- Your assignment -
The output is to match the entries below character for character.

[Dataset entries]

══════

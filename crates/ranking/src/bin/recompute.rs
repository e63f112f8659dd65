use std::sync::Arc;

use anyhow::Context;
use clap::{Parser, Subcommand};
use ranking::{CriterionRecompute, CriterionRegistry, RankingEngine};
use storage::{Database, PgStore};
use tracing_subscriber::{layer::SubscriberExt, util::SubscriberInitExt};
use uuid::Uuid;

#[derive(Parser)]
#[command(name = "recompute")]
#[command(about = "Competition ranking recompute tool", long_about = None)]
#[command(version)]
struct Cli {
    #[command(subcommand)]
    command: Commands,

    #[arg(long, env = "DATABASE_URL")]
    database_url: Option<String>,

    #[arg(long, env = "DATABASE_MAX_CONNECTIONS", default_value_t = 5)]
    max_connections: u32,

    #[arg(short, long)]
    verbose: bool,
}

#[derive(Subcommand)]
enum Commands {
    /// Rebuild the rankings of one criterion
    Criterion {
        competition: Uuid,
        criterion: String,

        #[arg(long)]
        show: bool,
    },
    /// Rebuild the overall standing from the stored criterion rankings
    Overall {
        competition: Uuid,

        #[arg(long)]
        show: bool,
    },
    /// Rebuild every criterion, then the overall standing
    All {
        competition: Uuid,

        #[arg(long)]
        show: bool,
    },
    /// Verify a submitted report and rebuild its criterion
    Verify { competition: Uuid, report: Uuid },
    /// List the configured criteria
    Criteria,
}

#[tokio::main]
async fn main() -> anyhow::Result<()> {
    dotenvy::dotenv().ok();

    let cli = Cli::parse();

    let log_level = if cli.verbose { "debug" } else { "info" };
    tracing_subscriber::registry()
        .with(
            tracing_subscriber::EnvFilter::try_from_default_env()
                .unwrap_or_else(|_| format!("recompute={},ranking={}", log_level, log_level).into()),
        )
        .with(tracing_subscriber::fmt::layer())
        .init();

    if let Commands::Criteria = cli.command {
        list_criteria(&CriterionRegistry::standard());
        return Ok(());
    }

    let database_url = cli
        .database_url
        .as_deref()
        .context("DATABASE_URL is not set")?;
    let engine = connect(database_url, cli.max_connections).await?;

    match cli.command {
        Commands::Criterion {
            competition,
            criterion,
            show,
        } => {
            let summary = engine
                .recompute_criterion(competition, &criterion)
                .await
                .with_context(|| format!("Recompute of '{}' failed", criterion))?;
            report_criterion(&summary);
            if show {
                print_criterion(&engine, competition, &criterion).await?;
            }
        }
        Commands::Overall { competition, show } => {
            let summary = engine
                .recompute_overall(competition)
                .await
                .context("Overall recompute failed")?;
            tracing::info!(
                "Overall standing: {} solo, {} tandem",
                summary.solo_rows,
                summary.tandem_rows
            );
            if show {
                print_overall(&engine, competition).await?;
            }
        }
        Commands::All { competition, show } => {
            let summary = engine
                .recompute_all(competition)
                .await
                .context("Full recompute failed")?;
            for criterion in &summary.criteria {
                report_criterion(criterion);
            }
            for failure in &summary.failed {
                tracing::error!("✗ {}: {}", failure.criterion, failure.reason);
            }
            tracing::info!(
                "Overall standing: {} solo, {} tandem ({} of {} criteria recomputed)",
                summary.overall.solo_rows,
                summary.overall.tandem_rows,
                summary.criteria.len(),
                summary.criteria.len() + summary.failed.len()
            );
            if show {
                print_overall(&engine, competition).await?;
            }
        }
        Commands::Verify {
            competition,
            report,
        } => {
            let verification = engine
                .verify_report(competition, report)
                .await
                .with_context(|| format!("Verification of report {} failed", report))?;
            tracing::info!(
                "✓ Report {} verified with score {}",
                verification.report_id,
                verification.score
            );
            match &verification.recompute {
                Ok(summary) => report_criterion(summary),
                Err(failure) => tracing::error!(
                    "✗ {}: report verified but the rebuild failed: {}",
                    failure.criterion,
                    failure.reason
                ),
            }
        }
        Commands::Criteria => {}
    }

    Ok(())
}

async fn connect(database_url: &str, max_connections: u32) -> anyhow::Result<RankingEngine<PgStore>> {
    tracing::info!("Connecting to database...");
    let database = Database::with_max_connections(database_url, max_connections)
        .await
        .context("Failed to connect to database")?;
    database
        .run_migrations()
        .await
        .context("Failed to run migrations")?;

    Ok(RankingEngine::new(
        Arc::new(database.store()),
        CriterionRegistry::standard(),
    ))
}

fn report_criterion(summary: &CriterionRecompute) {
    tracing::info!(
        "✓ {}: {} solo, {} tandem",
        summary.criterion,
        summary.solo_rows,
        summary.tandem_rows
    );
    for failure in &summary.failures {
        tracing::warn!(
            "  unit {} (report {}): {}",
            failure.unit_id,
            failure.report_id,
            failure.reason
        );
    }
    for issue in &summary.skipped {
        tracing::warn!("  skipped: {}", issue);
    }
}

fn list_criteria(registry: &CriterionRegistry) {
    println!("{:<24} {:<6} {:<6} TITLE", "KEY", "SOLO", "TANDEM");
    for definition in registry.iter() {
        println!(
            "{:<24} {:<6} {:<6} {}",
            definition.key,
            definition.model.includes_solo(),
            definition.model.includes_tandem(),
            definition.title
        );
    }
}

async fn print_criterion(
    engine: &RankingEngine<PgStore>,
    competition: Uuid,
    criterion: &str,
) -> anyhow::Result<()> {
    let (solo, tandem) = engine.criterion_standing(competition, criterion).await?;

    println!("Solo");
    for row in solo {
        println!("{:>6}  {}", row.place, row.unit_id);
    }
    println!("Tandem");
    for row in tandem {
        println!("{:>6}  {} + {}", row.place, row.main_unit_id, row.junior_unit_id);
    }
    Ok(())
}

async fn print_overall(engine: &RankingEngine<PgStore>, competition: Uuid) -> anyhow::Result<()> {
    let standing = engine.overall_standing(competition).await?;

    println!("Solo");
    for row in standing.solo {
        println!("{:>4}  {:>8}  {}", row.place, row.places_sum, row.unit_id);
    }
    println!("Tandem");
    for row in standing.tandem {
        println!(
            "{:>4}  {:>8}  {} + {}",
            row.place, row.places_sum, row.main_unit_id, row.junior_unit_id
        );
    }
    Ok(())
}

══════

- Expected answer -
filename crates/ranking/src/bin/recompute.rs
repository e63f112f8659dd65
use std::sync::Arc;

use anyhow::Context;
use clap::{Parser, Subcommand};
use ranking::{CriterionRecompute, CriterionRegistry, RankingEngine};
use storage::{Database, PgStore};
use tracing_subscriber::{layer::SubscriberExt, util::SubscriberInitExt};
use uuid::Uuid;

#[derive(Parser)]
#[command(name = "recompute")]
#[command(about = "Competition ranking recompute tool", long_about = None)]
#[command(version)]
struct Cli {
    #[command(subcommand)]
    command: Commands,

    #[arg(long, env = "DATABASE_URL")]
    database_url: Option<String>,

    #[arg(long, env = "DATABASE_MAX_CONNECTIONS", default_value_t = 5)]
    max_connections: u32,

    #[arg(short, long)]
    verbose: bool,
}

#[derive(Subcommand)]
enum Commands {
    /// Rebuild the rankings of one criterion
    Criterion {
        competition: Uuid,
        criterion: String,

        #[arg(long)]
        show: bool,
    },
    /// Rebuild the overall standing from the stored criterion rankings
    Overall {
        competition: Uuid,

        #[arg(long)]
        show: bool,
    },
    /// Rebuild every criterion, then the overall standing
    All {
        competition: Uuid,

        #[arg(long)]
        show: bool,
    },
    /// Verify a submitted report and rebuild its criterion
    Verify { competition: Uuid, report: Uuid },
    /// List the configured criteria
    Criteria,
}

#[tokio::main]
async fn main() -> anyhow::Result<()> {
    dotenvy::dotenv().ok();

    let cli = Cli::parse();

    let log_level = if cli.verbose { "debug" } else { "info" };
    tracing_subscriber::registry()
        .with(
            tracing_subscriber::EnvFilter::try_from_default_env()
                .unwrap_or_else(|_| format!("recompute={},ranking={}", log_level, log_level).into()),
        )
        .with(tracing_subscriber::fmt::layer())
        .init();

    if let Commands::Criteria = cli.command {
        list_criteria(&CriterionRegistry::standard());
        return Ok(());
    }

    let database_url = cli
        .database_url
        .as_deref()
        .context("DATABASE_URL is not set")?;
    let engine = connect(database_url, cli.max_connections).await?;

    match cli.command {
        Commands::Criterion {
            competition,
            criterion,
            show,
        } => {
            let summary = engine
                .recompute_criterion(competition, &criterion)
                .await
                .with_context(|| format!("Recompute of '{}' failed", criterion))?;
            report_criterion(&summary);
            if show {
                print_criterion(&engine, competition, &criterion).await?;
            }
        }
        Commands::Overall { competition, show } => {
            let summary = engine
                .recompute_overall(competition)
                .await
                .context("Overall recompute failed")?;
            tracing::info!(
                "Overall standing: {} solo, {} tandem",
                summary.solo_rows,
                summary.tandem_rows
            );
            if show {
                print_overall(&engine, competition).await?;
            }
        }
        Commands::All { competition, show } => {
            let summary = engine
                .recompute_all(competition)
                .await
                .context("Full recompute failed")?;
            for criterion in &summary.criteria {
                report_criterion(criterion);
            }
            for failure in &summary.failed {
                tracing::error!("✗ {}: {}", failure.criterion, failure.reason);
            }
            tracing::info!(
                "Overall standing: {} solo, {} tandem ({} of {} criteria recomputed)",
                summary.overall.solo_rows,
                summary.overall.tandem_rows,
                summary.criteria.len(),
                summary.criteria.len() + summary.failed.len()
            );
            if show {
                print_overall(&engine, competition).await?;
            }
        }
        Commands::Verify {
            competition,
            report,
        } => {
            let verification = engine
                .verify_report(competition, report)
                .await
                .with_context(|| format!("Verification of report {} failed", report))?;
            tracing::info!(
                "✓ Report {} verified with score {}",
                verification.report_id,
                verification.score
            );
            match &verification.recompute {
                Ok(summary) => report_criterion(summary),
                Err(failure) => tracing::error!(
                    "✗ {}: report verified but the rebuild failed: {}",
                    failure.criterion,
                    failure.reason
                ),
            }
        }
        Commands::Criteria => {}
    }

    Ok(())
}

async fn connect(database_url: &str, max_connections: u32) -> anyhow::Result<RankingEngine<PgStore>> {
    tracing::info!("Connecting to database...");
    let database = Database::with_max_connections(database_url, max_connections)
        .await
        .context("Failed to connect to database")?;
    database
        .run_migrations()
        .await
        .context("Failed to run migrations")?;

    Ok(RankingEngine::new(
        Arc::new(database.store()),
        CriterionRegistry::standard(),
    ))
}

fn report_criterion(summary: &CriterionRecompute) {
    tracing::info!(
        "✓ {}: {} solo, {} tandem",
        summary.criterion,
        summary.solo_rows,
        summary.tandem_rows
    );
    for failure in &summary.failures {
        tracing::warn!(
            "  unit {} (report {}): {}",
            failure.unit_id,
            failure.report_id,
            failure.reason
        );
    }
    for issue in &summary.skipped {
        tracing::warn!("  skipped: {}", issue);
    }
}

fn list_criteria(registry: &CriterionRegistry) {
    println!("{:<24} {:<6} {:<6} TITLE", "KEY", "SOLO", "TANDEM");
    for definition in registry.iter() {
        println!(
            "{:<24} {:<6} {:<6} {}",
            definition.key,
            definition.model.includes_solo(),
            definition.model.includes_tandem(),
            definition.title
        );
    }
}

async fn print_criterion(
    engine: &RankingEngine<PgStore>,
    competition: Uuid,
    criterion: &str,
) -> anyhow::Result<()> {
    let (solo, tandem) = engine.criterion_standing(competition, criterion).await?;

    println!("Solo");
    for row in solo {
        println!("{:>6}  {}", row.place, row.unit_id);
    }
    println!("Tandem");
    for row in tandem {
        println!("{:>6}  {} + {}", row.place, row.main_unit_id, row.junior_unit_id);
    }
    Ok(())
}

async fn print_overall(engine: &RankingEngine<PgStore>, competition: Uuid) -> anyhow::Result<()> {
    let standing = engine.overall_standing(competition).await?;

    println!("Solo");
    for row in standing.solo {
        println!("{:>4}  {:>8}  {}", row.place, row.places_sum, row.unit_id);
    }
    println!("Tandem");
    for row in standing.tandem {
        println!(
            "{:>4}  {:>8}  {} + {}",
            row.place, row.places_sum, row.main_unit_id, row.junior_unit_id
        );
    }
    Ok(())
}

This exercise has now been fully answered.